Today I coach the women who were steered away from love and family toward a life that’s consumed by work. For most of them, their drive to achieve is not innate. On the contrary, it was drilled in to them that if they don’t make their mark on the world, if they don’t produce in some fantastical way, their lives will be subpar.
As a result, millennial women racked up debt up by staying in school too long or by attending universities they couldn’t afford—all in an effort to prove their self-worth. “That’s okay!” their parents (and the culture) told them. Soon you’ll be making the big bucks, and you can pay it off.

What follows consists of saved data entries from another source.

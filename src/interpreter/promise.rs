// パス: src/interpreter/promise.rs
// 役割: Promise の状態遷移・リアクションのジョブ化・await を実装する
// 意図: マイクロタスクを `Job` のキューで表し、REPL が入力ごとにまとめて消化できるようにする
// 関連ファイル: src/interpreter/builtins/promise.rs, src/interpreter/host.rs

use std::cell::Cell;
use std::rc::Rc;

use runtime_heap::{ObjectId, ObjectKind, PromiseReaction, PromiseState, ReactionKind, Value};

use super::{Abrupt, ErrorKind, Interpreter, JsResult, RejectionEvent};

/// ジョブキューの要素。
pub(crate) enum Job {
    /// `then` のハンドラを結果値で呼ぶ。
    Reaction {
        reaction: PromiseReaction,
        argument: Value,
    },
    /// thenable の `then` を呼んで Promise を追従させる。
    Thenable {
        promise: ObjectId,
        thenable: Value,
        then: Value,
    },
}

impl Interpreter {
    pub(crate) fn new_promise(&mut self) -> ObjectId {
        let proto = self.prototype("Promise");
        self.new_promise_with_proto(proto)
    }

    pub(crate) fn new_promise_with_proto(&mut self, proto: ObjectId) -> ObjectId {
        self.heap.alloc(
            ObjectKind::Promise(runtime_heap::PromiseData::pending()),
            Some(proto),
        )
    }

    pub(crate) fn is_promise(&self, value: &Value) -> bool {
        matches!(value, Value::Object(id) if matches!(self.heap.kind(*id), ObjectKind::Promise(_)))
    }

    fn promise_state(&self, id: ObjectId) -> Option<(PromiseState, Value, bool)> {
        match self.heap.kind(id) {
            ObjectKind::Promise(data) => Some((data.state, data.result.clone(), data.is_handled)),
            _ => None,
        }
    }

    /// 1 度だけ効く resolve / reject 関数の組を作る。
    pub(crate) fn create_resolving_functions(&mut self, promise: ObjectId) -> (ObjectId, ObjectId) {
        let already = Rc::new(Cell::new(false));
        let flag = already.clone();
        let resolve = self.native_function("", 1, move |interp, _, args| {
            if !flag.replace(true) {
                interp.resolve_promise(promise, super::arg(args, 0))?;
            }
            Ok(Value::Undefined)
        });
        let reject = self.native_function("", 1, move |interp, _, args| {
            if !already.replace(true) {
                interp.reject_promise(promise, super::arg(args, 0));
            }
            Ok(Value::Undefined)
        });
        (resolve, reject)
    }

    /// 値で Promise を解決する。thenable なら追従する。
    pub(crate) fn resolve_promise(&mut self, promise: ObjectId, value: Value) -> JsResult<()> {
        let Value::Object(target) = value else {
            self.fulfill_promise(promise, value);
            return Ok(());
        };
        if target == promise {
            let error = self.make_error(ErrorKind::TypeError, "Cannot resolve a promise with itself");
            self.reject_promise(promise, error);
            return Ok(());
        }
        let then = match self.get_named(&value, "then") {
            Ok(t) => t,
            Err(Abrupt::Throw(e)) => {
                self.reject_promise(promise, e);
                return Ok(());
            }
            Err(exit) => return Err(exit),
        };
        if self.heap.is_callable(&then) {
            self.jobs.push_back(Job::Thenable {
                promise,
                thenable: value,
                then,
            });
        } else {
            self.fulfill_promise(promise, value);
        }
        Ok(())
    }

    fn fulfill_promise(&mut self, promise: ObjectId, value: Value) {
        let reactions = match &mut self.heap.object_mut(promise).kind {
            ObjectKind::Promise(data) if data.state == PromiseState::Pending => {
                data.state = PromiseState::Fulfilled;
                data.result = value.clone();
                data.reject_reactions.clear();
                std::mem::take(&mut data.fulfill_reactions)
            }
            _ => return,
        };
        for reaction in reactions {
            self.jobs.push_back(Job::Reaction {
                reaction,
                argument: value.clone(),
            });
        }
    }

    /// Promise を拒否する。ハンドラが 1 つもなければホストへ通知する。
    pub(crate) fn reject_promise(&mut self, promise: ObjectId, reason: Value) {
        let (reactions, handled) = match &mut self.heap.object_mut(promise).kind {
            ObjectKind::Promise(data) if data.state == PromiseState::Pending => {
                data.state = PromiseState::Rejected;
                data.result = reason.clone();
                data.fulfill_reactions.clear();
                (std::mem::take(&mut data.reject_reactions), data.is_handled)
            }
            _ => return,
        };
        if !handled {
            let shown = self.rejection_display(&reason);
            self.host.promise_rejection(RejectionEvent::Unhandled, &shown);
        }
        for reaction in reactions {
            self.jobs.push_back(Job::Reaction {
                reaction,
                argument: reason.clone(),
            });
        }
    }

    /// 評価結果で Promise を確定させる（`Exit` はそのまま伝播）。
    pub(crate) fn settle_with(&mut self, promise: ObjectId, outcome: JsResult<Value>) -> JsResult<()> {
        match outcome {
            Ok(v) => self.resolve_promise(promise, v),
            Err(Abrupt::Throw(e)) => {
                self.reject_promise(promise, e);
                Ok(())
            }
            Err(exit) => Err(exit),
        }
    }

    fn rejection_display(&self, reason: &Value) -> String {
        match reason {
            Value::Object(id) if matches!(self.heap.kind(*id), ObjectKind::Error { .. }) => {
                self.describe_error(reason)
            }
            other => self.heap.display_string(other),
        }
    }

    /// `promise.then(on_fulfilled, on_rejected)` の中核。`derived` がハンドラの結果を受け取る。
    pub(crate) fn perform_then(
        &mut self,
        promise: ObjectId,
        on_fulfilled: Value,
        on_rejected: Value,
        derived: Option<ObjectId>,
    ) {
        let fulfill = PromiseReaction {
            kind: ReactionKind::Fulfill,
            handler: on_fulfilled,
            derived,
        };
        let reject = PromiseReaction {
            kind: ReactionKind::Reject,
            handler: on_rejected,
            derived,
        };
        let Some((state, result, handled)) = self.promise_state(promise) else {
            return;
        };
        match state {
            PromiseState::Pending => {
                if let ObjectKind::Promise(data) = &mut self.heap.object_mut(promise).kind {
                    data.fulfill_reactions.push(fulfill);
                    data.reject_reactions.push(reject);
                }
            }
            PromiseState::Fulfilled => self.jobs.push_back(Job::Reaction {
                reaction: fulfill,
                argument: result,
            }),
            PromiseState::Rejected => {
                if !handled {
                    let shown = self.rejection_display(&result);
                    self.host.promise_rejection(RejectionEvent::HandledLate, &shown);
                }
                self.jobs.push_back(Job::Reaction {
                    reaction: reject,
                    argument: result,
                });
            }
        }
        if let ObjectKind::Promise(data) = &mut self.heap.object_mut(promise).kind {
            data.is_handled = true;
        }
    }

    /// ジョブを 1 つ実行する。キューが空なら `false`。
    pub(crate) fn run_one_job(&mut self) -> JsResult<bool> {
        let Some(job) = self.jobs.pop_front() else {
            return Ok(false);
        };
        match job {
            Job::Reaction { reaction, argument } => {
                let outcome = if self.heap.is_callable(&reaction.handler) {
                    self.call(&reaction.handler, Value::Undefined, &[argument])
                } else {
                    match reaction.kind {
                        ReactionKind::Fulfill => Ok(argument),
                        ReactionKind::Reject => Err(Abrupt::Throw(argument)),
                    }
                };
                match (reaction.derived, outcome) {
                    (Some(derived), outcome) => self.settle_with(derived, outcome)?,
                    (None, Err(Abrupt::Exit(code))) => return Err(Abrupt::Exit(code)),
                    (None, _) => {}
                }
            }
            Job::Thenable {
                promise,
                thenable,
                then,
            } => {
                let (resolve, reject) = self.create_resolving_functions(promise);
                let outcome = self.call(
                    &then,
                    thenable,
                    &[Value::Object(resolve), Value::Object(reject)],
                );
                match outcome {
                    Ok(_) => {}
                    Err(Abrupt::Throw(e)) => {
                        self.call(&Value::Object(reject), Value::Undefined, &[e])?;
                    }
                    Err(exit) => return Err(exit),
                }
            }
        }
        Ok(true)
    }

    /// 値を Promise に包む（既に Promise ならそのまま）。
    pub(crate) fn promise_resolve(&mut self, value: Value) -> JsResult<ObjectId> {
        if let Value::Object(id) = value {
            if matches!(self.heap.kind(id), ObjectKind::Promise(_)) {
                return Ok(id);
            }
        }
        let promise = self.new_promise();
        self.resolve_promise(promise, value)?;
        Ok(promise)
    }

    /// `await v`。Promise が確定するまでジョブを消化する。
    pub(crate) fn await_value(&mut self, value: Value) -> JsResult<Value> {
        let promise = self.promise_resolve(value)?;
        loop {
            let Some((state, result, handled)) = self.promise_state(promise) else {
                return Ok(Value::Undefined);
            };
            match state {
                PromiseState::Fulfilled => return Ok(result),
                PromiseState::Rejected => {
                    if !handled {
                        let shown = self.rejection_display(&result);
                        self.host.promise_rejection(RejectionEvent::HandledLate, &shown);
                        if let ObjectKind::Promise(data) = &mut self.heap.object_mut(promise).kind {
                            data.is_handled = true;
                        }
                    }
                    return Err(Abrupt::Throw(result));
                }
                PromiseState::Pending => {
                    if !self.run_one_job()? {
                        return Err(self.throw(
                            ErrorKind::InternalError,
                            "Awaited promise can never settle",
                        ));
                    }
                }
            }
        }
    }
}

#[cfg(test)]
mod tests {
    use std::rc::Rc;

    use crate::interpreter::test_util::{eval, eval_display};
    use crate::interpreter::{CaptureHost, Interpreter};

    #[test]
    /// then のハンドラはジョブとして後から実行される。
    fn reactions_run_as_jobs() {
        assert_eq!(
            eval_display("const log = []; Promise.resolve(1).then(v => log.push(v)); log.push(0); log.length"),
            "1"
        );
        assert_eq!(
            eval_display("var out = []; Promise.resolve(1).then(v => v + 1).then(v => out.push(v)); 0"),
            "0"
        );
    }

    #[test]
    /// await は Promise の値を取り出し、拒否は例外になる。
    fn await_unwraps() {
        assert_eq!(
            eval_display("async function f() { const a = await Promise.resolve(2); return a * 3; } var r; f().then(v => r = v); 0"),
            "0"
        );
        let mut interp = Interpreter::headless();
        eval(
            &mut interp,
            "var caught; async function g() { try { await Promise.reject(new TypeError('no')); } catch (e) { caught = e.message; } } g();",
        )
        .ok();
        assert_eq!(
            interp.global_binding("caught").map(|v| interp.heap.display_string(&v)),
            Some("no".to_string())
        );
        let mut interp = Interpreter::headless();
        eval(&mut interp, "var r; (async () => { r = (await Promise.resolve(2)) * 3; })();").ok();
        assert_eq!(
            interp.global_binding("r").map(|v| interp.heap.display_string(&v)),
            Some("6".to_string())
        );
    }

    #[test]
    /// ハンドラのない拒否と、後からのハンドラ追加がホストへ通知される。
    fn rejection_tracking() {
        let host = Rc::new(CaptureHost::new());
        let mut interp = Interpreter::new(host.clone());
        eval(&mut interp, "const p = Promise.reject(5); p.catch(() => {});").ok();
        assert_eq!(host.lines(), vec!["unhandled rejection: 5", "late handler: 5"]);
    }

    #[test]
    /// 非同期関数の例外は拒否された Promise になる。
    fn async_function_rejects() {
        let mut interp = Interpreter::headless();
        eval(&mut interp, "var msg; (async () => { throw new Error('bad'); })().catch(e => { msg = e.message; });").ok();
        assert_eq!(
            interp.global_binding("msg").map(|v| interp.heap.display_string(&v)),
            Some("bad".to_string())
        );
    }
}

But that’s not what happened. Instead, these women are overworked, overtired, and just plain done. They’re either single or divorced, or they’re married and miserable because they have to work around the clock in jobs they hate to pay off the debt they were encouraged to accrue.
Still, at the heart of their unhappiness isn’t debt but disconnection. In working themselves to the bone to try and prove their value via the marketplace, love and family escape them.
Take Anna, 28, who’s a product of divorce and who has multiple advanced degrees. Anna has traveled extensively for her career and has moved in and out of several relationships—including living with two different men. Today her career has stalled due to COVID, which has forced her to re-evaluate her life.
I am so angry about so much. Then I’m afraid that letting go of that anger will make me vulnerable. If I don’t keep my guard up, I will be fooled, or worse. I fear that I may be too damaged for a healthy relationship. Affection is alien to me, but it’s like a drug. The minute I get even a little of it, I crave more—even when it comes from hurtful or unavailable men.
Unlike every generation that came before them, millennial women threw themselves into the professional sphere with a vengeance. As a result, they have no clue how to build a relationship that lasts. (Tomi Lahren’s recent PSA is a great example.) Many women even have sex like robots: going through the motions as if it doesn’t mean squat. As if sex were equivalent to taking a shower.
“We are stone cold women. We were taught that caring begets pain. I guess that’s why I’m so fucking neurotic,” Anna said.
“My generation is so wrecked,” she adds. “Everyone has one foot out the door. We have serious abandonment issues and feel a lot of shame.”
She’s right: Her generation is entirely incapable of being vulnerable. Despite wanting to, they can’t allow themselves to be “seen,” or to be transparent about who they are and what they feel. Instead they put up a forcefield.
The added pressure they feel to be “busy, busy, busy” simply adds fuel to the fire. Excessive busyness is an illusion to make people feel important. It doesn’t actually mean anything—it’s all for show. And social media offers the perfect platform for this facade.
Meanwhile, deep down, women are clamoring for a roadmap they don’t have. They want love. They want simplicity. They crave connection. But they have no idea how to get it.
Right now the political climate in America is shattered, but even it can’t hold a candle to the catastrophe of an entire generation of women and men being incapable of bonding to one another.
Fortunately, COVID-19 offers a remarkable opportunity for the modern generation to reevaluate everything they’ve learned since the day they were born. No amount of money or success can make up for a lonely love life. In the end, love and family are all that sustain us.
If a worldwide pandemic hasn’t proved this in spades, nothing will.